Saved entries:
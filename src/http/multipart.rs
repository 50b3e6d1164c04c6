//! Multipart form data support.
//!
//! RFC 2046 multipart/form-data encoding for file uploads. Each part is
//! either read from disk when the body is built or taken from an in-memory
//! buffer.
//!
//! # Example
//! ```ignore
//! use latticenet::http::multipart::{Multipart, Part};
//!
//! let form = Multipart::new()
//!     .part(Part::file("report.pdf"))
//!     .part(Part::buffer("notes.txt", "remember the milk"));
//!
//! let body = form.to_body()?;
//! ```

use crate::base::context::IoResultExt;
use crate::base::neterror::NetError;
use crate::http::digestauth::{hex_digest, to_hex};
use boring::hash::MessageDigest;
use bytes::{BufMut, Bytes, BytesMut};
use std::borrow::Cow;
use std::path::{Path, PathBuf};

/// A multipart body: ordered parts under one random boundary.
#[derive(Debug, Clone)]
pub struct Multipart {
    boundary: String,
    parts: Vec<Part>,
}

impl Default for Multipart {
    fn default() -> Self {
        Self::new()
    }
}

impl Multipart {
    /// Create a new empty form with a fresh boundary.
    pub fn new() -> Self {
        Self {
            boundary: generate_boundary(),
            parts: Vec::new(),
        }
    }

    /// Get the boundary string.
    pub fn boundary(&self) -> &str {
        &self.boundary
    }

    /// Add a part.
    pub fn part(mut self, part: Part) -> Self {
        self.parts.push(part);
        self
    }

    pub fn push(&mut self, part: Part) {
        self.parts.push(part);
    }

    pub fn parts(&self) -> &[Part] {
        &self.parts
    }

    pub fn len(&self) -> usize {
        self.parts.len()
    }

    pub fn is_empty(&self) -> bool {
        self.parts.is_empty()
    }

    /// Get the Content-Type header value.
    pub fn content_type(&self) -> String {
        format!("multipart/form-data; boundary={}", self.boundary)
    }

    /// Serialize every part, reading file-backed parts from disk.
    pub fn to_body(&self) -> Result<Bytes, NetError> {
        if self.parts.is_empty() {
            return Ok(Bytes::new());
        }

        let mut output = BytesMut::new();

        for part in &self.parts {
            output.put_slice(b"--");
            output.put_slice(self.boundary.as_bytes());
            output.put_slice(b"\r\n");

            output.put_slice(part.format_headers().as_bytes());
            output.put_slice(b"\r\n\r\n");

            output.put_slice(&part.data()?);
            output.put_slice(b"\r\n");
        }

        output.put_slice(b"--");
        output.put_slice(self.boundary.as_bytes());
        output.put_slice(b"--\r\n");

        Ok(output.freeze())
    }
}

#[derive(Debug, Clone)]
enum Source {
    File(PathBuf),
    Buffer(Bytes),
}

/// One part of a multipart body.
#[derive(Debug, Clone)]
pub struct Part {
    source: Source,
    file_name: String,
    content_type: Option<String>,
}

impl Part {
    /// A part whose contents are read from `path` when the body is built.
    pub fn file(path: impl Into<PathBuf>) -> Self {
        let path = path.into();
        let file_name = path
            .file_name()
            .map(|name| name.to_string_lossy().into_owned())
            .unwrap_or_default();
        Self {
            content_type: detect_content_type(&file_name).map(str::to_string),
            source: Source::File(path),
            file_name,
        }
    }

    /// An in-memory part presented to the server as `file_name`.
    pub fn buffer(file_name: impl Into<String>, data: impl Into<Bytes>) -> Self {
        let file_name = file_name.into();
        Self {
            content_type: detect_content_type(&file_name).map(str::to_string),
            source: Source::Buffer(data.into()),
            file_name,
        }
    }

    /// Override the detected content type.
    pub fn content_type<S: Into<String>>(mut self, mime: S) -> Self {
        self.content_type = Some(mime.into());
        self
    }

    /// The form field name: the file name without its extension.
    pub fn name(&self) -> &str {
        Path::new(&self.file_name)
            .file_stem()
            .and_then(|stem| stem.to_str())
            .unwrap_or(&self.file_name)
    }

    pub fn file_name(&self) -> &str {
        &self.file_name
    }

    pub fn mime(&self) -> Option<&str> {
        self.content_type.as_deref()
    }

    fn data(&self) -> Result<Bytes, NetError> {
        match &self.source {
            Source::Buffer(data) => Ok(data.clone()),
            Source::File(path) => std::fs::read(path).file_context(path).map(Bytes::from),
        }
    }

    /// Format the part headers.
    fn format_headers(&self) -> String {
        let mut header = format!(
            "Content-Disposition: form-data; name=\"{}\"; filename=\"{}\"",
            escape_quotes(self.name()),
            escape_quotes(&self.file_name)
        );

        if let Some(ref mime) = self.content_type {
            header.push_str(&format!("\r\nContent-Type: {}", mime));
        }

        header
    }
}

/// MIME type for a file name, by extension.
pub fn detect_content_type(file_name: &str) -> Option<&'static str> {
    let extension = Path::new(file_name).extension()?.to_str()?.to_ascii_lowercase();
    let mime = match extension.as_str() {
        // text
        "css" => "text/css",
        "csv" => "text/csv",
        "html" | "htm" => "text/html",
        "md" => "text/markdown",
        "tbt" | "tsv" => "text/tab-separated-values",
        "txt" => "text/plain",
        "vcard" => "text/vcard",

        // application
        "gz" | "gzip" => "application/gzip",
        "doc" | "dot" => "application/msword",
        "http" => "application/http",
        "js" => "application/javascript",
        "json" | "jsn" => "application/json",
        "mp4" => "application/mp4",
        "mpeg4" => "application/mpeg4",
        "ogg" => "application/ogg",
        "pdf" => "application/pdf",
        "rtf" => "application/rtf",
        "sql" => "application/sql",
        "xml" => "application/xml",
        "zip" => "application/zip",

        // office documents
        "docx" => "application/vnd.openxmlformats-officedocument.wordprocessingml.document",
        "dotx" => "application/vnd.openxmlformats-officedocument.wordprocessingml.template",
        "docm" | "dotm" => "application/vnd.ms-word.document.macroEnabled.12",
        "xls" | "xlt" | "xla" => "application/vnd.ms-excel",
        "xlsx" => "application/vnd.openxmlformats-officedocument.spreadsheetml.sheet",
        "xltx" => "application/vnd.openxmlformats-officedocument.spreadsheetml.template",
        "xlsm" => "application/vnd.ms-excel.sheet.macroEnabled.12",
        "xlsb" => "application/vnd.ms-excel.sheet.binary.macroEnabled.12",
        "ppt" | "pot" | "pps" | "ppa" => "application/vnd.ms-powerpoint",
        "pptx" => "application/vnd.openxmlformats-officedocument.presentationml.presentation",
        "potx" => "application/vnd.openxmlformats-officedocument.presentationml.template",
        "ppsx" => "application/vnd.openxmlformats-officedocument.presentationml.slideshow",

        // images
        "png" => "image/png",
        "jpg" | "jpeg" => "image/jpeg",
        "gif" => "image/gif",
        "svg" => "image/svg+xml",
        _ => return None,
    };
    Some(mime)
}

/// Escape quotes and backslashes in a string.
fn escape_quotes(s: &str) -> Cow<'_, str> {
    if s.contains('"') || s.contains('\\') || s.contains('\r') || s.contains('\n') {
        Cow::Owned(
            s.replace('\\', "\\\\")
                .replace('"', "\\\"")
                .replace('\r', "\\r")
                .replace('\n', "\\n"),
        )
    } else {
        Cow::Borrowed(s)
    }
}

/// SHA-1 hex of 8 random bytes.
fn generate_boundary() -> String {
    let mut seed = [0u8; 8];
    if boring::rand::rand_bytes(&mut seed).is_err() {
        use std::time::{SystemTime, UNIX_EPOCH};
        let nanos = SystemTime::now()
            .duration_since(UNIX_EPOCH)
            .unwrap_or_default()
            .as_nanos() as u64;
        seed = (nanos ^ u64::from(std::process::id())).to_be_bytes();
    }
    hex_digest(MessageDigest::sha1(), &seed).unwrap_or_else(|_| to_hex(&seed))
}

#[cfg(test)]
mod tests {
    use super::*;
    use std::io::Write;

    #[test]
    fn test_empty_form() {
        let form = Multipart::new();
        assert!(form.is_empty());
        assert!(form.to_body().unwrap().is_empty());
    }

    #[test]
    fn test_buffer_part() {
        let form = Multipart::new().part(Part::buffer("notes.txt", "file data"));
        let body = form.to_body().unwrap();
        let body_str = String::from_utf8_lossy(&body);

        assert!(body_str.starts_with(&format!("--{}\r\n", form.boundary())));
        assert!(body_str.contains("name=\"notes\"; filename=\"notes.txt\""));
        assert!(body_str.contains("Content-Type: text/plain\r\n\r\nfile data\r\n"));
        assert!(body_str.ends_with(&format!("--{}--\r\n", form.boundary())));
    }

    #[test]
    fn test_file_part() {
        let dir = tempfile::tempdir().unwrap();
        let path = dir.path().join("upload.json");
        let mut file = std::fs::File::create(&path).unwrap();
        file.write_all(b"{\"a\":1}").unwrap();

        let part = Part::file(&path);
        assert_eq!(part.name(), "upload");
        assert_eq!(part.file_name(), "upload.json");
        assert_eq!(part.mime(), Some("application/json"));

        let body = Multipart::new().part(part).to_body().unwrap();
        assert!(String::from_utf8_lossy(&body).contains("{\"a\":1}"));
    }

    #[test]
    fn test_missing_file_errors() {
        let form = Multipart::new().part(Part::file("/definitely/not/here.bin"));
        assert!(matches!(form.to_body(), Err(NetError::FileRead { .. })));
    }

    #[test]
    fn test_unknown_extension_has_no_content_type() {
        let part = Part::buffer("blob.xyz", "x");
        assert_eq!(part.mime(), None);
        assert!(!part.format_headers().contains("Content-Type"));

        let part = part.content_type("application/octet-stream");
        assert!(part.format_headers().contains("Content-Type: application/octet-stream"));
    }

    #[test]
    fn test_boundary() {
        let a = Multipart::new();
        let b = Multipart::new();
        assert_eq!(a.boundary().len(), 40);
        assert_ne!(a.boundary(), b.boundary());
        assert_eq!(
            a.content_type(),
            format!("multipart/form-data; boundary={}", a.boundary())
        );
    }

    #[test]
    fn test_detect_content_type() {
        assert_eq!(detect_content_type("a.CSV"), Some("text/csv"));
        assert_eq!(detect_content_type("archive.tar.gz"), Some("application/gzip"));
        assert_eq!(detect_content_type("README"), None);
    }

    #[test]
    fn test_escape_quotes() {
        assert_eq!(escape_quotes("normal"), "normal");
        assert_eq!(escape_quotes("with\"quote"), "with\\\"quote");
        assert_eq!(escape_quotes("with\\slash"), "with\\\\slash");
    }

    #[test]
    fn test_multiple_parts_in_order() {
        let form = Multipart::new()
            .part(Part::buffer("first.txt", "one"))
            .part(Part::buffer("second.txt", "two"));
        let body = form.to_body().unwrap();
        let body_str = String::from_utf8_lossy(&body);

        let first = body_str.find("first.txt").unwrap();
        let second = body_str.find("second.txt").unwrap();
        assert!(first < second);
        assert_eq!(body_str.matches(form.boundary()).count(), 3);
    }
}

Description of the task: Which lines of the records above contain the word "output"? Show each of them.

Reply to the task:
        let mut output = BytesMut::new();
            output.put_slice(b"--");
            output.put_slice(self.boundary.as_bytes());
            output.put_slice(b"\r\n");
            output.put_slice(part.format_headers().as_bytes());
            output.put_slice(b"\r\n\r\n");
            output.put_slice(&part.data()?);
            output.put_slice(b"\r\n");
        output.put_slice(b"--");
        output.put_slice(self.boundary.as_bytes());
        output.put_slice(b"--\r\n");
        Ok(output.freeze())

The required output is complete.